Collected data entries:
++++++++

//! Material palette: the tones a silhouette is shaded with.

use super::Colour;

/// Percentage used when deriving tones from a single base colour.
const DERIVED_HIGHLIGHT: f32 = 35.0;
const DERIVED_SHADOW: f32 = 35.0;

/// The colour set for one material.
#[derive(Debug, Clone, PartialEq, Eq)]
pub struct Palette {
    /// Display name (e.g. "Steel").
    pub name: String,
    pub base: Colour,
    pub highlight: Colour,
    pub shadow: Colour,
    /// When set, every boundary cell takes this colour regardless of side.
    pub outline: Option<Colour>,
}

impl Palette {
    /// Create a palette from explicit tones.
    pub fn new(name: impl Into<String>, base: Colour, highlight: Colour, shadow: Colour) -> Self {
        Self {
            name: name.into(),
            base,
            highlight,
            shadow,
            outline: None,
        }
    }

    /// Derive highlight and shadow from a base colour in HSL space.
    pub fn derived(name: impl Into<String>, base: Colour) -> Self {
        Self::new(
            name,
            base,
            base.lighten(DERIVED_HIGHLIGHT),
            base.darken(DERIVED_SHADOW),
        )
    }

    /// Set the outline colour.
    pub fn with_outline(mut self, outline: Colour) -> Self {
        self.outline = Some(outline);
        self
    }

    /// Whether base, highlight and shadow are pairwise distinct.
    pub fn has_distinct_tones(&self) -> bool {
        self.base != self.highlight && self.base != self.shadow && self.highlight != self.shadow
    }
}

#[cfg(test)]
mod tests {
    use super::*;

    #[test]
    fn test_derived_tones_are_distinct() {
        let p = Palette::derived("Ruby", Colour::rgb(180, 20, 40));
        assert!(p.has_distinct_tones());
        assert!(p.outline.is_none());
    }

    #[test]
    fn test_with_outline() {
        let p = Palette::derived("Oak", Colour::rgb(120, 80, 40)).with_outline(Colour::BLACK);
        assert_eq!(p.outline, Some(Colour::BLACK));
    }

    #[test]
    fn test_flat_palette_not_distinct() {
        let c = Colour::rgb(1, 2, 3);
        assert!(!Palette::new("flat", c, c, Colour::BLACK).has_distinct_tones());
    }
}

++++++++

What to work on: Repeat the data above starting at the line with "pub fn derived(name: impl" and ending at its last line, exactly, with no other lines.

Exercise solution:
    pub fn derived(name: impl Into<String>, base: Colour) -> Self {
        Self::new(
            name,
            base,
            base.lighten(DERIVED_HIGHLIGHT),
            base.darken(DERIVED_SHADOW),
        )
    }

    /// Set the outline colour.
    pub fn with_outline(mut self, outline: Colour) -> Self {
        self.outline = Some(outline);
        self
    }

    /// Whether base, highlight and shadow are pairwise distinct.
    pub fn has_distinct_tones(&self) -> bool {
        self.base != self.highlight && self.base != self.shadow && self.highlight != self.shadow
    }
}

#[cfg(test)]
mod tests {
    use super::*;

    #[test]
    fn test_derived_tones_are_distinct() {
        let p = Palette::derived("Ruby", Colour::rgb(180, 20, 40));
        assert!(p.has_distinct_tones());
        assert!(p.outline.is_none());
    }

    #[test]
    fn test_with_outline() {
        let p = Palette::derived("Oak", Colour::rgb(120, 80, 40)).with_outline(Colour::BLACK);
        assert_eq!(p.outline, Some(Colour::BLACK));
    }

    #[test]
    fn test_flat_palette_not_distinct() {
        let c = Colour::rgb(1, 2, 3);
        assert!(!Palette::new("flat", c, c, Colour::BLACK).has_distinct_tones());
    }
}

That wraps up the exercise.